Harriet, Jim's sister, married Richard Nestor from
Kaladhungi and Naini Tal and they had two
children, Ray and Vivian, who were also brought up
in the Corbett household. Christopher Edward,
Jim's brother, married Helen Mary Nestor (Richard
Nestor's sister).
John Quinton, Jim and sister
Maggie were very close and their mother called
them the 'Jam Sandwich'.
Mary Jane was Naini Tal's first estate agent negotiating
property for rent, selling plots and,
as time passed, she and Christopher William bought
land about the town on which they built houses.
These were sold from time to time to bring in a
little income.
The family were members of the church at Naini
Tal which was called St John-in-the-Wilderness.
The children were raised with the help of 'ayahs'
and as they grew up learned the local tongue and
two Indian dialects as well as Hindi. Jim became
familiar with the local religion and Hinduism.
Early on, his mother and Eugene Mary acted as
tutors to the children and the latest books were
always available for them to read. A considerable
amount of freedom appears to have been given to
the children and for Jim the surrounding jungle
must have proved a draw to him. Christopher
William retired from the post office at Naini Tal
in 1878 and was, by then, one of the city fathers.

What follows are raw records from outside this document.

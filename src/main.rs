//! Asteroids Arcade
//!
//! Headless demo host. Runs one session driven by a simple autopilot, draws
//! into a recording surface and keeps the leaderboard in a directory.
//!
//! ```text
//! asteroids-arcade               # play a demo session
//! asteroids-arcade leaderboard   # show the saved leaderboard
//! ```
//!
//! Environment:
//! - `ASTEROIDS_CONFIG`: JSON file overlaying the default tuning
//! - `ASTEROIDS_DATA_DIR`: leaderboard directory (default `./asteroids-data`)
//! - `ASTEROIDS_NICKNAME`, `ASTEROIDS_MODE`: session form values

use std::time::Duration;

use anyhow::Context;
use rand::rngs::StdRng;
use rand::{Rng, SeedableRng};
use tokio::sync::mpsc;
use tracing::{debug, info};
use tracing_subscriber::{EnvFilter, FmtSubscriber};

use asteroids_arcade::{
    render::render_leaderboard,
    session::SessionError,
    Bounds, FileStore, GameConfig, GameSession, InputEvent, Leaderboard, RecordingSurface,
    RunLimit, SessionRequest, VERSION, run_session,
};

/// Demo surface size.
const DEMO_BOUNDS: Bounds = Bounds::new(1280.0, 720.0);

/// Demo sessions stop after this many seconds of play.
const DEMO_SECONDS: u64 = 120;

#[tokio::main]
async fn main() -> anyhow::Result<()> {
    // Initialize logging
    let filter = EnvFilter::try_from_default_env().unwrap_or_else(|_| EnvFilter::new("info"));
    let subscriber = FmtSubscriber::builder().with_env_filter(filter).finish();
    tracing::subscriber::set_global_default(subscriber)
        .context("Failed to set tracing subscriber")?;

    info!("Asteroids Arcade v{}", VERSION);

    let config = load_config()?;
    let data_dir = std::env::var("ASTEROIDS_DATA_DIR").unwrap_or_else(|_| "asteroids-data".into());
    let store = FileStore::new(data_dir);
    info!("Leaderboard directory: {}", store.dir().display());

    match std::env::args().nth(1).as_deref() {
        Some("leaderboard") => show_leaderboard(store, &config),
        _ => demo_session(store, config).await,
    }
}

fn load_config() -> anyhow::Result<GameConfig> {
    match std::env::var("ASTEROIDS_CONFIG") {
        Ok(path) => {
            let config = GameConfig::load(&path)
                .with_context(|| format!("Failed to load config from {path}"))?;
            info!("Loaded config from {}", path);
            Ok(config)
        }
        Err(_) => Ok(GameConfig::default()),
    }
}

/// Render the saved leaderboard and log each line.
fn show_leaderboard(store: FileStore, config: &GameConfig) -> anyhow::Result<()> {
    let leaderboard = Leaderboard::new(store);
    let entries = leaderboard.load().context("Failed to read leaderboard")?;

    let mut surface = RecordingSurface::new();
    render_leaderboard(&mut surface, DEMO_BOUNDS, &entries, config.hud_font_size);
    for line in surface.texts() {
        info!("{}", line);
    }
    Ok(())
}

/// Play one session with the autopilot at the controls.
async fn demo_session(store: FileStore, config: GameConfig) -> anyhow::Result<()> {
    let nickname = std::env::var("ASTEROIDS_NICKNAME").unwrap_or_else(|_| "pilot".into());
    let mode = std::env::var("ASTEROIDS_MODE").unwrap_or_else(|_| "keyboard".into());
    let request = SessionRequest::from_form(&nickname, &mode);

    let seed: u64 = rand::random();
    let limit = RunLimit::Ticks(config.fps as u64 * DEMO_SECONDS);

    let mut session =
        match GameSession::start(&request, DEMO_BOUNDS, config, seed, RecordingSurface::new(), store) {
            Ok(session) => session,
            Err(e @ (SessionError::MissingNickname | SessionError::MissingMode)) => {
                // An incomplete form simply does not start a game
                debug!("Session not started: {}", e);
                return Ok(());
            }
            Err(e) => return Err(e.into()),
        };
    info!("Session {} started (seed {})", session.id(), seed);

    let (tx, rx) = mpsc::channel(64);
    let pilot = tokio::spawn(autopilot(tx, seed));

    let outcome = run_session(&mut session, rx, limit).await?;
    pilot.await.context("Autopilot task failed")?;

    info!(
        "{} finished: {:?}, score {}, level {}, {} ticks",
        outcome.nickname, outcome.phase, outcome.score, outcome.level, outcome.ticks
    );
    Ok(())
}

/// Spin, thrust in bursts and fire at a steady rate until the session stops listening.
///
/// Keys are sent by name, as a keyboard host would.
async fn autopilot(tx: mpsc::Sender<InputEvent>, seed: u64) {
    let mut rng = StdRng::seed_from_u64(seed);
    let mut pace = tokio::time::interval(Duration::from_millis(100));
    let mut turning = "z";

    loop {
        pace.tick().await;

        let mut burst: Vec<InputEvent> = Vec::new();
        burst.extend(InputEvent::key_down("x"));
        burst.extend(InputEvent::key_up("x"));
        if rng.gen_bool(0.1) {
            burst.extend(InputEvent::key_up(turning));
            turning = if turning == "z" { "c" } else { "z" };
            burst.extend(InputEvent::key_down(turning));
        }
        burst.extend(if rng.gen_bool(0.3) {
            InputEvent::key_down("ArrowUp")
        } else {
            InputEvent::key_up("ArrowUp")
        });

        for event in burst {
            if tx.send(event).await.is_err() {
                return;
            }
        }
    }
}
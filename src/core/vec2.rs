//! 2D Vector
//!
//! Screen-space vector math for entity motion.
//! X grows to the right, Y grows downward (surface pixel coordinates).

use std::fmt;
use std::ops::{Add, AddAssign, Sub, Neg, Mul};
use serde::{Serialize, Deserialize};

/// 2D vector with `f64` components.
#[derive(Clone, Copy, PartialEq, Default, Serialize, Deserialize)]
pub struct Vec2 {
    /// X component
    pub x: f64,
    /// Y component
    pub y: f64,
}

impl Vec2 {
    /// Zero vector
    pub const ZERO: Self = Self { x: 0.0, y: 0.0 };

    /// Create a new vector.
    #[inline]
    pub const fn new(x: f64, y: f64) -> Self {
        Self { x, y }
    }

    /// Unit vector for a heading in radians.
    ///
    /// Heading 0 points right, heading π/2 points up the screen,
    /// hence the negated Y.
    #[inline]
    pub fn from_heading(heading: f64) -> Self {
        Self {
            x: heading.cos(),
            y: -heading.sin(),
        }
    }

    /// Scale by a scalar.
    #[inline]
    pub fn scale(self, scalar: f64) -> Self {
        Self {
            x: self.x * scalar,
            y: self.y * scalar,
        }
    }

    /// Squared length (avoids sqrt - prefer this for comparisons).
    #[inline]
    pub fn length_squared(self) -> f64 {
        self.x * self.x + self.y * self.y
    }

    /// Length (magnitude).
    #[inline]
    pub fn length(self) -> f64 {
        self.length_squared().sqrt()
    }

    /// Euclidean distance to another point.
    #[inline]
    pub fn distance(self, other: Self) -> f64 {
        (other - self).length()
    }

    /// Negate both components.
    #[inline]
    pub fn negate(self) -> Self {
        Self {
            x: -self.x,
            y: -self.y,
        }
    }

    /// Wrap toroidally into `[-margin, width + margin] x [-margin, height + margin]`.
    ///
    /// Leaving past one edge re-enters at the opposite edge. Positions already
    /// inside the span are returned unchanged.
    #[inline]
    pub fn wrap(self, width: f64, height: f64, margin: f64) -> Self {
        Self {
            x: wrap_axis(self.x, width, margin),
            y: wrap_axis(self.y, height, margin),
        }
    }
}

/// Wrap a single coordinate into `[-margin, extent + margin]`.
///
/// The result is congruent to the input modulo `extent + 2 * margin`.
pub fn wrap_axis(value: f64, extent: f64, margin: f64) -> f64 {
    let low = -margin;
    let high = extent + margin;
    if value >= low && value <= high {
        return value;
    }
    let span = high - low;
    if span <= 0.0 {
        return low;
    }
    let wrapped = low + (value - low).rem_euclid(span);
    // rem_euclid can round up to exactly `span` for tiny negative offsets
    if wrapped > high { low } else { wrapped }
}

// Operator overloads for ergonomics
impl Add for Vec2 {
    type Output = Self;
    #[inline]
    fn add(self, rhs: Self) -> Self {
        Self::new(self.x + rhs.x, self.y + rhs.y)
    }
}

impl AddAssign for Vec2 {
    #[inline]
    fn add_assign(&mut self, rhs: Self) {
        self.x += rhs.x;
        self.y += rhs.y;
    }
}

impl Sub for Vec2 {
    type Output = Self;
    #[inline]
    fn sub(self, rhs: Self) -> Self {
        Self::new(self.x - rhs.x, self.y - rhs.y)
    }
}

impl Neg for Vec2 {
    type Output = Self;
    #[inline]
    fn neg(self) -> Self {
        self.negate()
    }
}

impl Mul<f64> for Vec2 {
    type Output = Self;
    #[inline]
    fn mul(self, rhs: f64) -> Self {
        self.scale(rhs)
    }
}

impl fmt::Debug for Vec2 {
    fn fmt(&self, f: &mut fmt::Formatter<'_>) -> fmt::Result {
        write!(f, "Vec2({:.3}, {:.3})", self.x, self.y)
    }
}

impl fmt::Display for Vec2 {
    fn fmt(&self, f: &mut fmt::Formatter<'_>) -> fmt::Result {
        write!(f, "({:.1}, {:.1})", self.x, self.y)
    }
}

// =============================================================================
// TESTS
// =============================================================================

On Thursday 16th September 1880 it started to
rain, by Saturday 19th, 33 inches had fallen,
Cheena had turned to mud with the consistency of
porridge resulting in the great landslide. The
Corbett family watched horrified from their house
on Alma expecting to be carried away at any moment
by the mud torrent. It missed them by a hundred
yards and carried away parts of the Victoria Hotel
in Naini Tal, burying several people. The side of
the hillside then became fluid and a landslip took
place carrying everything away including the rest
of the hotel and those trying to extricate those
buried in the earlier fall. 151 persons were
killed. The Corbett's house in the valley was
close to where this landslip took place.
On Easter Sunday 1881 Christopher William had
sharp chest pains and died aged 58 on
21 April. He was buried at St
John-in-the-Wilderness. Jim was six years old and
his mother, Mary Jane, was left with 9 children to
raise. After Christopher William's death they sold
their house and moved across the valley, to a spot
1000 feet higher on the safer Ayarpata. The Alma
house was dismantled and moved lock stock and
barrel to the 1.7 acre site on Ayarpata where Mary
had bought a plot in 1871. They named their new
home Gurney House (ref 113 De on the map of Naini
Tal). There was also enough room on this plot to
build another house to rent called Clifton (ref.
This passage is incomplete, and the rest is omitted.